▶ [YOUR ASSIGNMENT]:
Return the following from the records below: each line, word for word, starting with the line that contains "extern crate cinerank;" and going on through the line that contains "let mut rng = XorShiftRng::seed_from_u64(42);", with nothing outside that range.

Top of RECORDS SUPPLIED

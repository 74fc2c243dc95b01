//! Top-k extraction and ranking metrics.
use std::cmp::Ordering;

use ndarray::{Array2, ArrayView1, Axis};
use rayon::prelude::*;

use super::ItemId;
use crate::data::InteractionMatrix;

/// Descending by score, ascending by index on ties.
fn by_score(a: &(ItemId, f32), b: &(ItemId, f32)) -> Ordering {
    b.1.partial_cmp(&a.1)
        .unwrap_or(Ordering::Equal)
        .then_with(|| a.0.cmp(&b.0))
}

/// Indices of the `k` highest scores, best first.
///
/// Masked entries (`-inf`) and NaNs are never returned, so the result has
/// `min(k, available)` elements. The k best are isolated with an O(n)
/// selection and only those are sorted.
pub fn top_k_indices(scores: ArrayView1<f32>, k: usize) -> Vec<ItemId> {
    let mut candidates: Vec<(ItemId, f32)> = scores
        .iter()
        .cloned()
        .enumerate()
        .filter(|&(_, score)| score > f32::NEG_INFINITY)
        .collect();

    let k = k.min(candidates.len());
    if k == 0 {
        return Vec::new();
    }

    if k < candidates.len() {
        candidates.select_nth_unstable_by(k - 1, by_score);
        candidates.truncate(k);
    }
    candidates.sort_unstable_by(by_score);

    candidates.into_iter().map(|(item_id, _)| item_id).collect()
}

/// Per-row top-k extraction over a dense score matrix.
pub fn extract_top_k(scores: &Array2<f32>, k: usize) -> Vec<Vec<ItemId>> {
    scores
        .axis_iter(Axis(0))
        .into_par_iter()
        .map(|row| top_k_indices(row, k))
        .collect()
}

/// Ranking metrics at a cutoff, averaged over users with held-out items.
#[derive(Clone, Debug, PartialEq, Serialize, Deserialize)]
pub struct Metrics {
    /// The cutoff.
    pub k: usize,
    /// Hits divided by `k`.
    pub precision: f32,
    /// Hits divided by the number of held-out items.
    pub recall: f32,
    /// Normalised discounted cumulative gain.
    pub ndcg: f32,
    /// Number of users the averages were taken over.
    pub num_users: usize,
}

fn discount(rank: usize) -> f32 {
    1.0 / ((rank + 2) as f32).log2()
}

/// Evaluate top-k lists against a held-out matrix.
///
/// Returns `None` when `test` has no entries: there is nothing to measure
/// and every ratio would divide by zero.
pub fn evaluate(top_k: &[Vec<ItemId>], test: &InteractionMatrix, k: usize) -> Option<Metrics> {
    if test.is_empty() || k == 0 {
        return None;
    }

    let per_user: Vec<(f32, f32, f32)> = test
        .iter_users()
        .collect::<Vec<_>>()
        .par_iter()
        .filter(|user| !user.item_ids.is_empty())
        .map(|user| {
            let recommended: &[ItemId] = top_k
                .get(user.user_id)
                .map(|items| &items[..items.len().min(k)])
                .unwrap_or(&[]);

            let mut hits = 0;
            let mut dcg = 0.0;

            for (rank, item_id) in recommended.iter().enumerate() {
                if user.item_ids.binary_search(item_id).is_ok() {
                    hits += 1;
                    dcg += discount(rank);
                }
            }

            let ideal: f32 = (0..user.item_ids.len().min(k)).map(discount).sum();

            (
                hits as f32 / k as f32,
                hits as f32 / user.item_ids.len() as f32,
                dcg / ideal,
            )
        })
        .collect();

    let num_users = per_user.len();
    let (precision, recall, ndcg) = per_user
        .iter()
        .fold((0.0, 0.0, 0.0), |(p, r, n), &(up, ur, un)| (p + up, r + ur, n + un));

    Some(Metrics {
        k,
        precision: precision / num_users as f32,
        recall: recall / num_users as f32,
        ndcg: ndcg / num_users as f32,
        num_users,
    })
}
#[macro_use]
extern crate criterion;

extern crate cinerank;
extern crate ndarray;
extern crate rand;
extern crate rand_xorshift;
extern crate tempfile;

use criterion::Criterion;
use ndarray::Array2;
use rand::{Rng, SeedableRng};
use rand_xorshift::XorShiftRng;

use cinerank::data::InteractionMatrix;
use cinerank::evaluation::extract_top_k;
use cinerank::ModelKind;

fn synthetic(num_users: usize, num_items: usize, density: f64) -> InteractionMatrix {
    let mut rng = XorShiftRng::seed_from_u64(42);
    let mut pairs = Vec::new();

    for user_id in 0..num_users {
        for item_id in 0..num_items {
            if rng.gen_bool(density) {
                pairs.push((user_id, item_id));
            }
        }
    }

    InteractionMatrix::from_pairs(num_users, num_items, &pairs).unwrap()
}

fn bench_top_k(c: &mut Criterion) {
    let mut rng = XorShiftRng::seed_from_u64(0);
    let scores = Array2::from_shape_fn((943, 1682), |_| rng.gen::<f32>());

    c.bench_function("extract_top_k", |b| b.iter(|| extract_top_k(&scores, 100)));
}

fn bench_fit_and_predict(c: &mut Criterion) {
    let train = synthetic(500, 400, 0.05);
    let dir = tempfile::tempdir().unwrap();

    for kind in &[ModelKind::Ease, ModelKind::ItemKnn] {
        let mut model = kind.build();

        c.bench_function(&format!("fit_{}", kind), |b| {
            b.iter(|| model.fit(&train, dir.path()).unwrap())
        });
        c.bench_function(&format!("predict_{}", kind), |b| {
            b.iter(|| model.predict(&train).unwrap())
        });
    }
}

criterion_group! {
    name = benches;
    config = Criterion::default().sample_size(10);
    targets = bench_top_k, bench_fit_and_predict
}
criterion_main!(benches);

Bottom of RECORDS SUPPLIED

▶ [YOUR SOLUTION]:
extern crate cinerank;
extern crate ndarray;
extern crate rand;
extern crate rand_xorshift;
extern crate tempfile;

use criterion::Criterion;
use ndarray::Array2;
use rand::{Rng, SeedableRng};
use rand_xorshift::XorShiftRng;

use cinerank::data::InteractionMatrix;
use cinerank::evaluation::extract_top_k;
use cinerank::ModelKind;

fn synthetic(num_users: usize, num_items: usize, density: f64) -> InteractionMatrix {
    let mut rng = XorShiftRng::seed_from_u64(42);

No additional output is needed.